[INPUT FOR THIS TASK — start]

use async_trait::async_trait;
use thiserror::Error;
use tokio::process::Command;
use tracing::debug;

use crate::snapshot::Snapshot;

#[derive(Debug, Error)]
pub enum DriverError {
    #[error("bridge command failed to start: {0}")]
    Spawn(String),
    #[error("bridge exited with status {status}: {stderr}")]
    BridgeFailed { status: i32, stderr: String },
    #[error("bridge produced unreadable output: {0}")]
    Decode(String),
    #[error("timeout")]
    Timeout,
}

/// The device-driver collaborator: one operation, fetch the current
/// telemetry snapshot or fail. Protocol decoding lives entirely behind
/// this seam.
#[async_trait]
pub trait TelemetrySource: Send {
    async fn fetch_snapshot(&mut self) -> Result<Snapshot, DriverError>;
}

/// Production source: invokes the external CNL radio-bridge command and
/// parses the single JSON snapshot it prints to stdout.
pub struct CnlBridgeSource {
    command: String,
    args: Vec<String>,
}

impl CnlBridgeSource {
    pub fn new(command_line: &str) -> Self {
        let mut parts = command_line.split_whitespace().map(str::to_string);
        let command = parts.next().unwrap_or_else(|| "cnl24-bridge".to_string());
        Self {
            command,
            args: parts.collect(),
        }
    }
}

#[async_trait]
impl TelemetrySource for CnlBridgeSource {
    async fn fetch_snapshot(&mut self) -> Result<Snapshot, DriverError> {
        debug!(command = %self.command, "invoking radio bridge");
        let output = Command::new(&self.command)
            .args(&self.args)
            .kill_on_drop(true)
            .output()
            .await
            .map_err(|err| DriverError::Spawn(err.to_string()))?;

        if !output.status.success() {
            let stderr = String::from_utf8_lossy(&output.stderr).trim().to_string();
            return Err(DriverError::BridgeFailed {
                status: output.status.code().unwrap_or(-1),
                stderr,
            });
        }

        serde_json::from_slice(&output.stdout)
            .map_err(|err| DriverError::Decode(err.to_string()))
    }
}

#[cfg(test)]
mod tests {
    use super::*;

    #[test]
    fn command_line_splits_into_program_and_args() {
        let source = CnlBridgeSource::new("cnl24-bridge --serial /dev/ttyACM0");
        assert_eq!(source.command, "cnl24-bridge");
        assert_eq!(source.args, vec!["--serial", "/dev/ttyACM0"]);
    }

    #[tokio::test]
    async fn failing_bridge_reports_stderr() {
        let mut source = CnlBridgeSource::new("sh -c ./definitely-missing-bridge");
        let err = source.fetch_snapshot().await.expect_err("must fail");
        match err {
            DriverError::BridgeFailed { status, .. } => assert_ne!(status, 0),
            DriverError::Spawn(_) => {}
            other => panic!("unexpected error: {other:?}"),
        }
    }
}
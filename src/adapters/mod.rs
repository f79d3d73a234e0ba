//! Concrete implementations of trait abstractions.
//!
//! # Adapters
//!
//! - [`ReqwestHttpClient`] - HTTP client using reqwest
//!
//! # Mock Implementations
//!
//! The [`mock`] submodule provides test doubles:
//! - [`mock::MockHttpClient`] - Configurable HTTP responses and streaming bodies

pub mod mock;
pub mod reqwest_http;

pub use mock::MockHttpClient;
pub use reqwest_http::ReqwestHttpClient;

[INPUT FOR THIS TASK — finish]
[INPUT FOR THIS TASK — start]

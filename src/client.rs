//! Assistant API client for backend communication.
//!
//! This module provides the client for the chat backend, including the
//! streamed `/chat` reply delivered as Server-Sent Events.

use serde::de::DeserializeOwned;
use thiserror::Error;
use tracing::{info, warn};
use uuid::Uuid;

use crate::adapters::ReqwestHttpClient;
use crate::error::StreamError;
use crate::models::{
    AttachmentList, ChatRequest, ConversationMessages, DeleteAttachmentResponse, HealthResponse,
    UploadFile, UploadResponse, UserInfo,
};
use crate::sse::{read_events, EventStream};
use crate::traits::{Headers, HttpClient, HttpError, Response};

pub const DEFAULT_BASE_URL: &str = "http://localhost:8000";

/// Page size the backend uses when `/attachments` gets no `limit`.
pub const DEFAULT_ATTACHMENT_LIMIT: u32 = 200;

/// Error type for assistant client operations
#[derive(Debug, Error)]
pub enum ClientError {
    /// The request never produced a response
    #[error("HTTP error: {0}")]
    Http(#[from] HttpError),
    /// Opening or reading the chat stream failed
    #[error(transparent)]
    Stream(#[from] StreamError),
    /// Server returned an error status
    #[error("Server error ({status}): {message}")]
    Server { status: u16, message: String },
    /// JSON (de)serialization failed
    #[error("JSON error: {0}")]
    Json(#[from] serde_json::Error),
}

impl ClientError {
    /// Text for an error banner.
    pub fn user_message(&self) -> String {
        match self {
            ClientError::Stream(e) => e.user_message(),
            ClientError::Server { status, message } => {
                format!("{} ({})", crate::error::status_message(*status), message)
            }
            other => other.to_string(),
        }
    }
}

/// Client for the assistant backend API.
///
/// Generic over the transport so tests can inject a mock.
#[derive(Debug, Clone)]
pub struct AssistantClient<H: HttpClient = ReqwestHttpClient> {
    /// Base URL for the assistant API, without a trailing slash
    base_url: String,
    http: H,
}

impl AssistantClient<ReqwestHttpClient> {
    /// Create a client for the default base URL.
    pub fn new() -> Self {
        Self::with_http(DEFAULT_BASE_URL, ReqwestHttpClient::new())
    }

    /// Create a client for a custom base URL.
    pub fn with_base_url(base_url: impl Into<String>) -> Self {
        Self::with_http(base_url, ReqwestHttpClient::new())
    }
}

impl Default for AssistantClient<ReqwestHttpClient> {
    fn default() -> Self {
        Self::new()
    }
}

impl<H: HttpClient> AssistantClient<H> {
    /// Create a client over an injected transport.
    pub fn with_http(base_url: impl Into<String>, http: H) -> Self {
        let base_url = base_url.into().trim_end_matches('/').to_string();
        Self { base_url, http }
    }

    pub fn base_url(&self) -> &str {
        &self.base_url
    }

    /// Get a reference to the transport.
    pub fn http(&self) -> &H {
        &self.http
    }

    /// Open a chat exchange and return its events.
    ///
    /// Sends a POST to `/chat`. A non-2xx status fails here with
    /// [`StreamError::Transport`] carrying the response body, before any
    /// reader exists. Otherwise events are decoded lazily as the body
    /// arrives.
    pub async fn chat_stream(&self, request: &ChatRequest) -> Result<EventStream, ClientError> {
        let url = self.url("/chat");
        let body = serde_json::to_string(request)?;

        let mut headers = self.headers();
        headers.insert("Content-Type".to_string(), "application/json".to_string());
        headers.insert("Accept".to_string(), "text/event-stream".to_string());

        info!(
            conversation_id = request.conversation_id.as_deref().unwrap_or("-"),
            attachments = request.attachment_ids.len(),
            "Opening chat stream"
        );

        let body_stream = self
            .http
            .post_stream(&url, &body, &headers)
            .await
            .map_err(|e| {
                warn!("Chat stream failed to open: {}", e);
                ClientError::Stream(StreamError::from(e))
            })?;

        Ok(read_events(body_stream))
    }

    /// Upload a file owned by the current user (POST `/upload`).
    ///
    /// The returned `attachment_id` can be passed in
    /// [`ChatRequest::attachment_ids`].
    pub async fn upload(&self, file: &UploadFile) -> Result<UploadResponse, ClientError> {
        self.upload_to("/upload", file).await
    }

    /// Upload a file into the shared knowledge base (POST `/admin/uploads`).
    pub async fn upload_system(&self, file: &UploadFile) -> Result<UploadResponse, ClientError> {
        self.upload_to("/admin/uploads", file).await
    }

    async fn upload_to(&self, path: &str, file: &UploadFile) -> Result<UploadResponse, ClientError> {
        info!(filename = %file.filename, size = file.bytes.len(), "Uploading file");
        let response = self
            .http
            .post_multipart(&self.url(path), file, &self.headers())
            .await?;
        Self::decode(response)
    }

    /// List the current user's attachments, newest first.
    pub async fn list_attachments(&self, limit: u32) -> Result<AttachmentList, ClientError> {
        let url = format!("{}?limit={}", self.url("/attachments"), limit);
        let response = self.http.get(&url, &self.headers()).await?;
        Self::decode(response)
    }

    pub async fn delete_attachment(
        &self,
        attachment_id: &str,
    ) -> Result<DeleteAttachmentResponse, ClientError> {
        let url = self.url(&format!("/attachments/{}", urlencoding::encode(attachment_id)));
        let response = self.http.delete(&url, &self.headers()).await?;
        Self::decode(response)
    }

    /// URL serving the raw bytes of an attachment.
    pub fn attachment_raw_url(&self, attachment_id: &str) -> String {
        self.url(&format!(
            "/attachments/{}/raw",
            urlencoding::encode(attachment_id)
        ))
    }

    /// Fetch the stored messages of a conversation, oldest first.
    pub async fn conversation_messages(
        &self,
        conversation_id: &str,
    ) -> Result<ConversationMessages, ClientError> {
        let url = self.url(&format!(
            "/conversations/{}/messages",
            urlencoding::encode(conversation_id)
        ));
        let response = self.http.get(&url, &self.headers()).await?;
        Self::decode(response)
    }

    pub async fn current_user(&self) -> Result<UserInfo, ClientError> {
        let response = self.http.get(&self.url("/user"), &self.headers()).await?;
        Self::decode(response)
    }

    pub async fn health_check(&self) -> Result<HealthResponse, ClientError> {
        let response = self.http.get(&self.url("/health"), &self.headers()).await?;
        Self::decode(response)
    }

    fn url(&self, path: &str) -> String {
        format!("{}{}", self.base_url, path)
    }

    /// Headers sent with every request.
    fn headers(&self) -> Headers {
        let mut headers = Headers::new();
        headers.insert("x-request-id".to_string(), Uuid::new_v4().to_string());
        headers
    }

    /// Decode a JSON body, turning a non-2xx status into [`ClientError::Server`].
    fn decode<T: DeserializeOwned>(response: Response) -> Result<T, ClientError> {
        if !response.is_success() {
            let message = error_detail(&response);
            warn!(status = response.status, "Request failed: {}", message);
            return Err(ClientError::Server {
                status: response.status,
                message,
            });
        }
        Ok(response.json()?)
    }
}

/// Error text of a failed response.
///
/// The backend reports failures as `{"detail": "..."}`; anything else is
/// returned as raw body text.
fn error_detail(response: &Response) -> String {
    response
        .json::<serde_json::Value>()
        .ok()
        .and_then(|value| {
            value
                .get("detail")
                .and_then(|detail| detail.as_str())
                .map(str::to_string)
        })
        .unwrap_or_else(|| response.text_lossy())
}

[INPUT FOR THIS TASK — finish]
[INPUT FOR THIS TASK — start]

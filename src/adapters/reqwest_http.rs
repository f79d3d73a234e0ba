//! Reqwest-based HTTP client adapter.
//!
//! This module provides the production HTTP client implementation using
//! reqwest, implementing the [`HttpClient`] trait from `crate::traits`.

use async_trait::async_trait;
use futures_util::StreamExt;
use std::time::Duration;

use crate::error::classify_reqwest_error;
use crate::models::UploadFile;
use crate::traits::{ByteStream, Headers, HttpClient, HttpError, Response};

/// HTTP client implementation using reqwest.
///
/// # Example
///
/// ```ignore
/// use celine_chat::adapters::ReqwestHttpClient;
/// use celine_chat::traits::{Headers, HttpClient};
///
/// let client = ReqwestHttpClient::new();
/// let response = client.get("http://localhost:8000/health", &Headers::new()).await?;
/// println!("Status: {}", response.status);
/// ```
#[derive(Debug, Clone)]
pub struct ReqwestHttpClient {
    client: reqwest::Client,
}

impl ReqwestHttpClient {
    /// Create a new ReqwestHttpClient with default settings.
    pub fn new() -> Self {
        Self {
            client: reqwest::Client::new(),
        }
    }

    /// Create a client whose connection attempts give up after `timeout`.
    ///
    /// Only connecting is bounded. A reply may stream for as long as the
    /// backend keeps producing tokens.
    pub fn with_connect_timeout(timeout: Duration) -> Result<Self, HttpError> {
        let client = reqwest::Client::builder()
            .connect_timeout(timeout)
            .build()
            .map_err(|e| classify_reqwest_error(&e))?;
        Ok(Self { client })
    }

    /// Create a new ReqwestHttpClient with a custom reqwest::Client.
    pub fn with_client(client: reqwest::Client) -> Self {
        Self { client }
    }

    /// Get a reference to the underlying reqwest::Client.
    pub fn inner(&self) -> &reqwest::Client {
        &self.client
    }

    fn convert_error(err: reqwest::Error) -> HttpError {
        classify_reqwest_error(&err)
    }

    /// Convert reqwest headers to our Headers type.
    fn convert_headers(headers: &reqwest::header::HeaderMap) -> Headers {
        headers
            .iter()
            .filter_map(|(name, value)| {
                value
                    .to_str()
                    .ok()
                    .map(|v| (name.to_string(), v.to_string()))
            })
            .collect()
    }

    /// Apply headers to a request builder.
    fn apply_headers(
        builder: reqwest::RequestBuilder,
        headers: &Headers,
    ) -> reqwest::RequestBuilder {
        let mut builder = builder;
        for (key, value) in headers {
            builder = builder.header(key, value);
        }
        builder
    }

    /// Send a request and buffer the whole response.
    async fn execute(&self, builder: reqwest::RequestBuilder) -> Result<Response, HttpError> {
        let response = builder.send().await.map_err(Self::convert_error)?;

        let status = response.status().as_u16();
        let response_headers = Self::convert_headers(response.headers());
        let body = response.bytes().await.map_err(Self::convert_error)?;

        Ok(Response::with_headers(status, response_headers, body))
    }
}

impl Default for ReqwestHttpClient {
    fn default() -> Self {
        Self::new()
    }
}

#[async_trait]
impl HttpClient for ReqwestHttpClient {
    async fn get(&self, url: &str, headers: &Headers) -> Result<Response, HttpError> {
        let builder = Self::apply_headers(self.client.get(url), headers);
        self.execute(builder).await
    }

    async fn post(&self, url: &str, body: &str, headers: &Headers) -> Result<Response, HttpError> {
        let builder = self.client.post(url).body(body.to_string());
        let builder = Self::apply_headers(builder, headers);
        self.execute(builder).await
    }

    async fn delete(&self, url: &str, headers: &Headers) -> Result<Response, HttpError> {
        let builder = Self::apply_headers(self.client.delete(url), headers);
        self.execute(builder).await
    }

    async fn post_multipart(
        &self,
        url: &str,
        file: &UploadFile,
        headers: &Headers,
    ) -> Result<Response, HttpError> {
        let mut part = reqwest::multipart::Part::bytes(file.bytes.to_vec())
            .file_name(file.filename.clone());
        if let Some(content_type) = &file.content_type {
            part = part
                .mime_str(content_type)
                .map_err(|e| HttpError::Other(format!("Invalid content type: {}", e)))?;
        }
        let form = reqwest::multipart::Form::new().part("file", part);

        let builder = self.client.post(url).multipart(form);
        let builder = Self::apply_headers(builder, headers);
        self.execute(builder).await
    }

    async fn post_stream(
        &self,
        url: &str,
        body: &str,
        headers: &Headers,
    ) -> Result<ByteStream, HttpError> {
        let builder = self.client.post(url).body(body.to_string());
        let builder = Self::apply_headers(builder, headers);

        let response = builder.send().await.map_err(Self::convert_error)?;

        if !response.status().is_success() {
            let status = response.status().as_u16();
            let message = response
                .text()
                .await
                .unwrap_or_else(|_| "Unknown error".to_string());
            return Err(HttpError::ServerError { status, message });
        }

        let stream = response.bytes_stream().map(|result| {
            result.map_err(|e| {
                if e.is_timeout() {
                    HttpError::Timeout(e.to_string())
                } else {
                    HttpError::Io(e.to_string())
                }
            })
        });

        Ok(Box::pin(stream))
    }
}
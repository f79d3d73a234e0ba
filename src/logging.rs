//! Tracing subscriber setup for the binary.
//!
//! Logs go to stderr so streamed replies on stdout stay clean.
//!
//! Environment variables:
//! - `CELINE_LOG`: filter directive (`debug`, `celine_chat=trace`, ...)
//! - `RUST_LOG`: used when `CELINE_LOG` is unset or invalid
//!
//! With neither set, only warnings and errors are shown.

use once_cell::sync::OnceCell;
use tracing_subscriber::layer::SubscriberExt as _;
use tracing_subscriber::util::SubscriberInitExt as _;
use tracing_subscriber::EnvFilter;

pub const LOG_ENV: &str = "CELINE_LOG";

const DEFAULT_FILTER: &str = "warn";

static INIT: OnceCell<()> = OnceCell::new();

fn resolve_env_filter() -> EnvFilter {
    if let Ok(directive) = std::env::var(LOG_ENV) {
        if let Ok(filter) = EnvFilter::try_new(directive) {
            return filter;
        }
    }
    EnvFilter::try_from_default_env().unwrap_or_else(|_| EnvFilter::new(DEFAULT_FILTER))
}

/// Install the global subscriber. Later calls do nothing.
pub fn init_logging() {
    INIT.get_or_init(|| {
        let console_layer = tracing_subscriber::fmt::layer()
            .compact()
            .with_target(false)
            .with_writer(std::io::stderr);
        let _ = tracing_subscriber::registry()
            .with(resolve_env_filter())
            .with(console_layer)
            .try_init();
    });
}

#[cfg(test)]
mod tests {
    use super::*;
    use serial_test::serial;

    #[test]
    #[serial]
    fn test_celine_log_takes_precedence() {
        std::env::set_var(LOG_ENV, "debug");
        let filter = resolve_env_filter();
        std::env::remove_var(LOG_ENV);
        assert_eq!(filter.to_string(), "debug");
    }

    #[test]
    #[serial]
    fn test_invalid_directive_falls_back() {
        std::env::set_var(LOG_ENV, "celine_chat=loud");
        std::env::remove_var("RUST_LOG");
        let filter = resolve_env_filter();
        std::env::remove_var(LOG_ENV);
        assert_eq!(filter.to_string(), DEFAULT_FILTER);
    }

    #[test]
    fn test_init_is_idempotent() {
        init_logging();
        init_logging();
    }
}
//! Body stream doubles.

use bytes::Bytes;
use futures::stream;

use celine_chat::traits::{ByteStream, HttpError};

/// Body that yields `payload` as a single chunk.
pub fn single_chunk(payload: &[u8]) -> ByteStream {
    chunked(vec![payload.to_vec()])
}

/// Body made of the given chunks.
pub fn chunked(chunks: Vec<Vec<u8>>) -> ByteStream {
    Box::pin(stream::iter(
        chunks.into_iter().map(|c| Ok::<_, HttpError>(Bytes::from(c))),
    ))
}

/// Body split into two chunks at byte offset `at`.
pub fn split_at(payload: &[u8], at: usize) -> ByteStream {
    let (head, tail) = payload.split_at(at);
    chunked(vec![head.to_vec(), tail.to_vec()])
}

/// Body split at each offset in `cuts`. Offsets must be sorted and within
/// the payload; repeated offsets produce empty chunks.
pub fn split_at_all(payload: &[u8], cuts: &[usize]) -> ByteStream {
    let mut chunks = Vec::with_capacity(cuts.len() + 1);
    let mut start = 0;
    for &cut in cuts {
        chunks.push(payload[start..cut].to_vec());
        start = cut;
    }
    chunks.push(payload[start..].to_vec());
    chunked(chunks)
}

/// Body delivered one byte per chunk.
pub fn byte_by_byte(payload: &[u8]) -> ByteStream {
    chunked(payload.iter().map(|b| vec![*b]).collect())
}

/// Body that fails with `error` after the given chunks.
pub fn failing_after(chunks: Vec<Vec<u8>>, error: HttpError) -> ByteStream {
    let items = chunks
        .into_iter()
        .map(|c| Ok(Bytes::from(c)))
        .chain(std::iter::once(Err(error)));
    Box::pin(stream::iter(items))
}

[INPUT FOR THIS TASK — finish]

-- THE PROBLEM --
With "delivered" as the search string, filter the records and return each line that has it.

-- SOLUTION TO THIS TASK --
//! streamed `/chat` reply delivered as Server-Sent Events.
/// Body delivered one byte per chunk.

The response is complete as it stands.